Investors who are already “on the trade” will be mindful of managing their exposure. It’s never wrong to take a full or partial profit on a position. As for those investors who missed the initial move but now feel 2019 will indeed see a broadly lower US-dollar-to-Chinese-yuan exchange rate, it might be advisable to take a moment to reflect.

On the issue of yuan appreciation potential, it might well be that markets, which in the second half of 2018 were exposed to a plethora of reports about the challenges facing China’s economy, were probably psychologically ill-prepared, and so ill-positioned, for renminbi strength as 2019 dawned.

Initial yuan appreciation in the first days of January arguably triggered a snowball effect as investors, for fear of being left behind, felt compelled to pile into the renminbi.

A bank employee uses a money counting machine to count out 100 yuan notes at a bank in Shanghai in August 2018. The yuan recovered some of its value versus the US dollar at the start of the year. Photo: AFP
A bank employee uses a money counting machine to count out 100 yuan notes at a bank in Shanghai in August 2018. The yuan recovered some of its value versus the US dollar at the start of the year. Photo: AFP

In truth, markets may have underestimated the prospects for China in comparison to those of other major economies. Indeed, while analysts continue to evaluate the implications of Beijing potentially setting a lowered target for Chinese economic growth in 2019 of 6 to 6.5 per cent, over in the euro zone, Germany’s economy shrank by 0.2 per cent in the third quarter of 2018.

German Economy Minister Peter Altmaier even felt it necessary to state last week that “Germany is not currently at the beginning of a recession.”

Meanwhile, in the United States, amid political gridlock in Washington and with the economic sugar rush of the Trump administration’s 2018 tax cuts wearing off, markets have become less enamoured with the notion that holding the greenback is presently the optimum foreign exchange trade.
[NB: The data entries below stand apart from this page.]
use axum::extract::State;
use axum::Json;
use serde::Serialize;
use utoipa::ToSchema;

use crate::state::AppState;

#[derive(Serialize, ToSchema)]
pub struct HealthResponse {
    status: String,
    version: String,
    /// Discovery sources configured for this service
    sources: usize,
}

#[utoipa::path(
    get,
    path = "/health",
    responses(
        (status = 200, description = "Health check", body = HealthResponse)
    ),
    tag = "health"
)]
pub async fn health_check(State(state): State<AppState>) -> Json<HealthResponse> {
    Json(HealthResponse {
        status: "ok".to_string(),
        version: env!("CARGO_PKG_VERSION").to_string(),
        sources: state.config.endpoints.sources.len(),
    })
}
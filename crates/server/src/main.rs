use server::config::ServiceConfig;
use server::state::AppState;
use tracing_subscriber::{layer::SubscriberExt, util::SubscriberInitExt};

#[tokio::main]
async fn main() -> anyhow::Result<()> {
    tracing_subscriber::registry()
        .with(tracing_subscriber::fmt::layer())
        .with(tracing_subscriber::EnvFilter::from_default_env())
        .init();

    let port = std::env::var("PATHFINDER_PORT")
        .ok()
        .and_then(|p| p.parse().ok())
        .unwrap_or(server::DEFAULT_PORT);

    let config = ServiceConfig::read(&std::env::current_dir()?).await;
    server::serve(AppState::new(config), port).await
}
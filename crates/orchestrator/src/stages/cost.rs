//! Price resolution from source signals, with a lookup for unpriced venues.

use async_trait::async_trait;
use futures::future::join_all;
use pathfinder_core::{Candidate, CostProfile, PriceConfidence, StageId};
use std::collections::BTreeMap;
use std::time::Duration;

use crate::adapters::{invoke, PriceAnswer, PriceQuery};
use crate::core::{Granularity, Stage, StageContract, StageInput, StageOutput};
use crate::error::AdapterError;
use crate::scoring::{cost_profile, resolve_price};
use crate::state::{CandidateId, StageUpdate, StateKey};

pub struct CostStage {
    timeout: Duration,
}

impl CostStage {
    pub fn new(timeout: Duration) -> Self {
        Self { timeout }
    }
}

fn from_signals(candidate: &Candidate) -> CostProfile {
    let (tier, confidence) = resolve_price(&candidate.price_signals);
    cost_profile(tier, confidence)
}

#[async_trait]
impl Stage for CostStage {
    fn contract(&self) -> StageContract {
        StageContract::new(StageId::Cost, Granularity::PerCandidate, self.timeout)
            .reads(&[StateKey::Candidates])
            .writes(&[StateKey::Cost])
    }

    async fn run(&self, input: &StageInput<'_>) -> Result<StageOutput, AdapterError> {
        let lookup = input.capabilities.price_lookup.as_ref();
        let call_timeout = input.call_timeout();

        let mut profiles: BTreeMap<CandidateId, CostProfile> = BTreeMap::new();
        let mut unpriced = Vec::new();
        for candidate in input.target_candidates() {
            let profile = from_signals(candidate);
            if profile.price_tier.is_some() {
                profiles.insert(candidate.id.clone(), profile);
            } else {
                unpriced.push(candidate);
            }
        }

        let lookups = join_all(unpriced.into_iter().map(|candidate| async move {
            let query = PriceQuery {
                candidate_id: candidate.id.clone(),
                name: candidate.name.clone(),
                address: candidate.address.clone(),
            };
            (candidate.id.clone(), invoke(lookup, &query, call_timeout).await)
        }))
        .await;

        let mut any_fallback = false;
        for (id, answer) in lookups {
            let profile = match answer {
                Ok(PriceAnswer { price_tier: Some(tier) }) => {
                    cost_profile(Some(tier), PriceConfidence::Medium)
                }
                Ok(PriceAnswer { price_tier: None }) => cost_profile(None, PriceConfidence::None),
                Err(_) => {
                    any_fallback = true;
                    cost_profile(None, PriceConfidence::None)
                }
            };
            profiles.insert(id, profile);
        }

        Ok(StageOutput::with_outcome(StageUpdate::Cost(profiles), any_fallback))
    }

    fn fallback(&self, input: &StageInput<'_>) -> StageUpdate {
        StageUpdate::Cost(
            input
                .target_candidates()
                .map(|c| (c.id.clone(), from_signals(c)))
                .collect(),
        )
    }
}
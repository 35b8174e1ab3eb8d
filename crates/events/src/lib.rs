//! Progress events for Pathfinder planning requests
//!
//! This crate provides the event envelope, event types and the process-wide
//! bus that observers subscribe to.

mod bus;
mod types;

pub use bus::{EventBus, RequestReceiver};
pub use types::*;
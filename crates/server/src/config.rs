use orchestrator::{CapabilityEndpoints, PipelineConfig};
use serde::{Deserialize, Serialize};
use std::path::Path;
use tokio::fs;
use tracing::{debug, warn};

pub const CONFIG_DIR: &str = ".pathfinder";
pub const CONFIG_FILE: &str = ".pathfinder/config.json";

/// Service configuration stored in .pathfinder/config.json
#[derive(Debug, Clone, Default, PartialEq, Serialize, Deserialize)]
pub struct ServiceConfig {
    /// Where the external capabilities live
    #[serde(default)]
    pub endpoints: CapabilityEndpoints,
    /// Pipeline overrides; missing keys keep their defaults
    #[serde(default)]
    pub pipeline: PipelineConfig,
}

impl ServiceConfig {
    /// Read config from a service directory
    pub async fn read(base_path: &Path) -> Self {
        Self::read_file(&base_path.join(CONFIG_FILE)).await
    }

    /// Read config from an explicit file path
    pub async fn read_file(config_path: &Path) -> Self {
        if !config_path.exists() {
            debug!(path = %config_path.display(), "Config file does not exist, using defaults");
            return Self::default();
        }

        match fs::read_to_string(config_path).await {
            Ok(content) => match serde_json::from_str(&content) {
                Ok(config) => {
                    debug!(path = %config_path.display(), "Config loaded successfully");
                    config
                }
                Err(e) => {
                    warn!(path = %config_path.display(), error = %e, "Failed to parse config, using defaults");
                    Self::default()
                }
            },
            Err(e) => {
                warn!(path = %config_path.display(), error = %e, "Failed to read config file, using defaults");
                Self::default()
            }
        }
    }

    /// Write config to a service directory
    pub async fn write(&self, base_path: &Path) -> std::io::Result<()> {
        let config_dir = base_path.join(CONFIG_DIR);
        let config_path = base_path.join(CONFIG_FILE);

        if !config_dir.exists() {
            fs::create_dir_all(&config_dir).await?;
        }

        let content = serde_json::to_string_pretty(self)
            .map_err(|e| std::io::Error::new(std::io::ErrorKind::InvalidData, e))?;

        fs::write(&config_path, content).await?;
        debug!(path = %config_path.display(), "Config saved successfully");

        Ok(())
    }
}
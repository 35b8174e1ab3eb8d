use std::sync::Arc;

use events::EventBus;
use orchestrator::{Capabilities, PlanService};

use crate::config::ServiceConfig;

#[derive(Clone)]
pub struct AppState {
    pub service: PlanService,
    pub event_bus: EventBus,
    pub config: Arc<ServiceConfig>,
}

impl AppState {
    /// HTTP capabilities for every configured endpoint.
    pub fn new(config: ServiceConfig) -> Self {
        let capabilities = Capabilities::from_endpoints(&config.endpoints, reqwest::Client::new());
        Self::with_capabilities(config, capabilities)
    }

    pub fn with_capabilities(config: ServiceConfig, capabilities: Capabilities) -> Self {
        let event_bus = EventBus::new();
        let service = PlanService::new(capabilities, config.pipeline.clone())
            .with_event_bus(event_bus.clone());

        tracing::info!(
            sources = config.endpoints.sources.len(),
            max_retries = config.pipeline.max_retries,
            "Plan service ready"
        );

        Self {
            service,
            event_bus,
            config: Arc::new(config),
        }
    }
}
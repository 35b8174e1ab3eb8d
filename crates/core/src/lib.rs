//! Domain types shared by the Pathfinder crates.
//!
//! Everything a caller sends or receives, plus the value types the pipeline
//! stages exchange, lives here so the orchestrator, server and event stream
//! agree on one wire format.

pub mod domain;
pub mod error;

pub use domain::enrichment::*;
pub use domain::intent::*;
pub use domain::plan::*;
pub use domain::stage::*;
pub use domain::venue::*;
pub use error::CoreError;
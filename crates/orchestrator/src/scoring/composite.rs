//! Weighted composite scoring and ranking.

use pathfinder_core::{Candidate, Dimension, DimensionContribution, StageSet};
use std::cmp::Ordering;
use std::collections::BTreeMap;

use crate::state::ExecutionState;

/// Score used for a dimension the candidate has no value for.
pub const NEUTRAL_SCORE: f64 = 0.5;

pub fn default_weight(dimension: Dimension) -> f64 {
    match dimension {
        Dimension::Fit => 0.30,
        Dimension::Value => 0.35,
        Dimension::Access => 0.10,
        Dimension::Risk => 0.25,
    }
}

fn round4(value: f64) -> f64 {
    (value * 10_000.0).round() / 10_000.0
}

/// Normalized weights; inactive dimensions weigh 0 and the rest sum to 1.
#[derive(Debug, Clone, PartialEq)]
pub struct Weights(BTreeMap<Dimension, f64>);

impl Weights {
    /// Combine the request's weight overrides with the defaults.
    ///
    /// An override is used as given (clamped to [0, 1]); a dimension without
    /// one takes its default. If every active dimension ends up at 0 the
    /// defaults are used instead.
    pub fn resolve(overrides: &BTreeMap<Dimension, f64>, active: &StageSet) -> Self {
        let is_active = |d: Dimension| active.contains(d.stage());

        let mut raw: BTreeMap<Dimension, f64> = Dimension::ALL
            .into_iter()
            .map(|d| {
                let weight = if !is_active(d) {
                    0.0
                } else {
                    overrides
                        .get(&d)
                        .copied()
                        .filter(|w| w.is_finite())
                        .map(|w| w.clamp(0.0, 1.0))
                        .unwrap_or_else(|| default_weight(d))
                };
                (d, weight)
            })
            .collect();

        if raw.values().sum::<f64>() <= 0.0 {
            for (d, weight) in raw.iter_mut() {
                *weight = if is_active(*d) { default_weight(*d) } else { 0.0 };
            }
        }

        let total: f64 = raw.values().sum();
        if total > 0.0 {
            for weight in raw.values_mut() {
                *weight /= total;
            }
        }
        Self(raw)
    }

    pub fn get(&self, dimension: Dimension) -> f64 {
        self.0.get(&dimension).copied().unwrap_or(0.0)
    }

    pub fn iter(&self) -> impl Iterator<Item = (Dimension, f64)> + '_ {
        self.0.iter().map(|(d, w)| (*d, *w))
    }
}

/// A candidate with its composite score.
#[derive(Debug, Clone)]
pub struct ScoredCandidate<'a> {
    pub candidate: &'a Candidate,
    /// Position in discovery order
    pub order: usize,
    pub composite: f64,
    pub breakdown: Vec<DimensionContribution>,
}

/// The candidate's normalized score for one dimension, `None` when the
/// dimension was not evaluated for it.
pub fn dimension_score(state: &ExecutionState, dimension: Dimension, id: &str) -> Option<f64> {
    match dimension {
        Dimension::Fit => state.fit.get(id).and_then(|f| f.score),
        Dimension::Value => state.cost.get(id).map(|c| c.value_score),
        Dimension::Access => state.access.get(id).and_then(|a| a.score),
        Dimension::Risk => state
            .risk
            .get(id)
            .filter(|r| r.evaluated)
            .map(|r| r.risk_score()),
    }
}

pub fn score_candidate<'a>(
    state: &ExecutionState,
    weights: &Weights,
    candidate: &'a Candidate,
    order: usize,
) -> ScoredCandidate<'a> {
    let breakdown: Vec<DimensionContribution> = weights
        .iter()
        .map(|(dimension, weight)| {
            let value = dimension_score(state, dimension, &candidate.id);
            DimensionContribution {
                dimension,
                score: value.map(|v| v.clamp(0.0, 1.0)).unwrap_or(NEUTRAL_SCORE),
                weight: round4(weight),
                evaluated: value.is_some(),
            }
        })
        .collect();

    let composite = weights
        .iter()
        .zip(&breakdown)
        .map(|((_, weight), part)| weight * part.score)
        .sum::<f64>();

    ScoredCandidate {
        candidate,
        order,
        composite: round4(composite),
        breakdown,
    }
}

/// Best first: composite, then raw rating, then discovery order.
fn compare(a: &ScoredCandidate<'_>, b: &ScoredCandidate<'_>) -> Ordering {
    b.composite
        .total_cmp(&a.composite)
        .then_with(|| {
            b.candidate
                .rating_or_zero()
                .total_cmp(&a.candidate.rating_or_zero())
        })
        .then_with(|| a.order.cmp(&b.order))
}

/// Score and sort every candidate accepted by `include`.
pub fn rank<'a>(
    state: &'a ExecutionState,
    weights: &Weights,
    include: impl Fn(&Candidate) -> bool,
) -> Vec<ScoredCandidate<'a>> {
    let mut scored: Vec<ScoredCandidate<'a>> = state
        .candidates
        .iter()
        .enumerate()
        .filter(|(_, c)| include(c))
        .map(|(order, c)| score_candidate(state, weights, c, order))
        .collect();
    scored.sort_by(compare);
    scored
}

/// Final shortlist: the best `top_n` viable candidates (`top_n` is raised to
/// `floor` when below it), topped up with the best excluded ones until
/// `floor` entries exist. Returns the shortlist and the ids that were
/// reinstated.
pub fn shortlist<'a>(
    state: &'a ExecutionState,
    weights: &Weights,
    top_n: usize,
    floor: usize,
) -> (Vec<ScoredCandidate<'a>>, Vec<String>) {
    let mut picked = rank(state, weights, |c| !state.is_excluded(&c.id));
    picked.truncate(top_n.max(floor));

    let mut reinstated = Vec::new();
    if picked.len() < floor {
        let excluded = rank(state, weights, |c| state.is_excluded(&c.id));
        for entry in excluded.into_iter().take(floor - picked.len()) {
            reinstated.push(entry.candidate.id.clone());
            picked.push(entry);
        }
    }
    (picked, reinstated)
}
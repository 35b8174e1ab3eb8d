//! Request and response bodies exchanged with external capabilities.

use pathfinder_core::{
    Candidate, ChatTurn, ComplexityTier, Coordinates, Dimension, DimensionContribution,
    ParsedIntent, PriceTier, StageId,
};
use serde::{Deserialize, Serialize};
use std::collections::BTreeMap;

#[derive(Debug, Clone, Serialize, Deserialize, PartialEq)]
pub struct IntentPrompt {
    pub prompt: String,
    pub prior_turns: Vec<ChatTurn>,
    pub group_size: u32,
    pub budget: Option<String>,
    pub location: Option<String>,
    pub vibe: Option<String>,
}

/// The language model's structured reading of a prompt.
#[derive(Debug, Clone, Default, Serialize, Deserialize, PartialEq)]
pub struct IntentReading {
    #[serde(default)]
    pub intent: ParsedIntent,
    #[serde(default)]
    pub complexity: Option<ComplexityTier>,
    /// Optional stages to run; tier defaults apply when absent
    #[serde(default)]
    pub stages: Option<Vec<StageId>>,
    #[serde(default)]
    pub weights: BTreeMap<Dimension, f64>,
}

#[derive(Debug, Clone, Serialize, Deserialize, PartialEq)]
pub struct DiscoveryQuery {
    pub query: String,
    pub location: Option<String>,
    /// Centroid of the group's locations, when known
    pub near: Option<Coordinates>,
    /// Ids already seen in this request
    pub exclude_ids: Vec<String>,
    pub limit: usize,
}

#[derive(Debug, Clone, Serialize, Deserialize, PartialEq)]
pub struct FitQuery {
    pub candidate_id: String,
    pub name: String,
    pub category: Option<String>,
    pub activity: Option<String>,
    pub vibe: Option<String>,
    pub preferred_vibes: Vec<String>,
}

#[derive(Debug, Clone, Serialize, Deserialize, PartialEq)]
pub struct PriceQuery {
    pub candidate_id: String,
    pub name: String,
    pub address: String,
}

#[derive(Debug, Clone, Serialize, Deserialize, PartialEq)]
pub struct PriceAnswer {
    pub price_tier: Option<PriceTier>,
}

#[derive(Debug, Clone, Serialize, Deserialize, PartialEq)]
pub struct RiskQuery {
    pub candidate_id: String,
    pub name: String,
    pub coordinates: Coordinates,
    pub category: Option<String>,
    pub activity: Option<String>,
    pub group_size: u32,
}

#[derive(Debug, Clone, Serialize, Deserialize, PartialEq)]
pub struct NarrationVenue {
    pub id: String,
    pub name: String,
    pub composite_score: f64,
    pub price_tier: Option<PriceTier>,
    pub breakdown: Vec<DimensionContribution>,
    pub risk_warning: String,
}

#[derive(Debug, Clone, Serialize, Deserialize, PartialEq)]
pub struct NarrationRequest {
    pub prompt: String,
    pub activity: Option<String>,
    pub venues: Vec<NarrationVenue>,
    /// Ask for a shareable draft (e.g. an invite email) as well
    pub include_draft: bool,
}

#[derive(Debug, Clone, Default, Serialize, Deserialize, PartialEq)]
pub struct Narration {
    pub summary: String,
    /// Rationale per venue id
    #[serde(default)]
    pub rationales: BTreeMap<String, String>,
    #[serde(default)]
    pub draft: Option<String>,
}

#[derive(Debug, Clone, Serialize, Deserialize, PartialEq)]
pub struct ProfileQuery {
    pub user_id: String,
}

#[derive(Debug, Clone, Serialize, Deserialize, PartialEq)]
pub struct ConsentRequest {
    pub user_id: String,
    pub action: String,
    pub scopes: Vec<String>,
}

#[derive(Debug, Clone, Serialize, Deserialize, PartialEq)]
pub struct ConsentDecision {
    pub authorized: bool,
}

impl FitQuery {
    pub fn for_candidate(candidate: &Candidate, intent: &ParsedIntent, preferred_vibes: &[String]) -> Self {
        Self {
            candidate_id: candidate.id.clone(),
            name: candidate.name.clone(),
            category: candidate.category.clone(),
            activity: intent.activity.clone(),
            vibe: intent.vibe.clone(),
            preferred_vibes: preferred_vibes.to_vec(),
        }
    }
}

impl RiskQuery {
    pub fn for_candidate(candidate: &Candidate, intent: &ParsedIntent) -> Self {
        Self {
            candidate_id: candidate.id.clone(),
            name: candidate.name.clone(),
            coordinates: candidate.coordinates,
            category: candidate.category.clone(),
            activity: intent.activity.clone(),
            group_size: intent.group_size,
        }
    }
}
That evolution in investor thinking has also been driven by evidence that the upward trajectory of Federal Reserve rate hikes is levelling off. After four rate hikes in 2018, which played no small part in supporting US dollar strength, Fed chief Jerome Powell said on January 10 that “especially with inflation low and under control, we have the ability to be patient and watch patiently”.

US Federal Reserve chairman Jerome Powell speaks during a press conference in Washington on December 19, 2018, when the central bank raised short-term interest rates by a quarter of a percentage point, but signalled a slower pace of rate hikes in 2019. Photo: Xinhua
US Federal Reserve chairman Jerome Powell speaks during a press conference in Washington on December 19, 2018, when the central bank raised short-term interest rates by a quarter of a percentage point, but signalled a slower pace of rate hikes in 2019. Photo: Xinhua

On a comparative basis, and with all foreign exchange trades being a decision based on the perceived merits of different currencies relative to each other, the arguments in favour of the yuan over, in particular, the US dollar start to build up.

There’s also an argument that while the People’s Bank of China will be unlikely to want to see yuan strength run away, Beijing might well have made the calculation that a degree of renminbi appreciation can only help in tricky trade negotiations with Washington. The Trump administration has previously been vocal about Chinese currency weakness.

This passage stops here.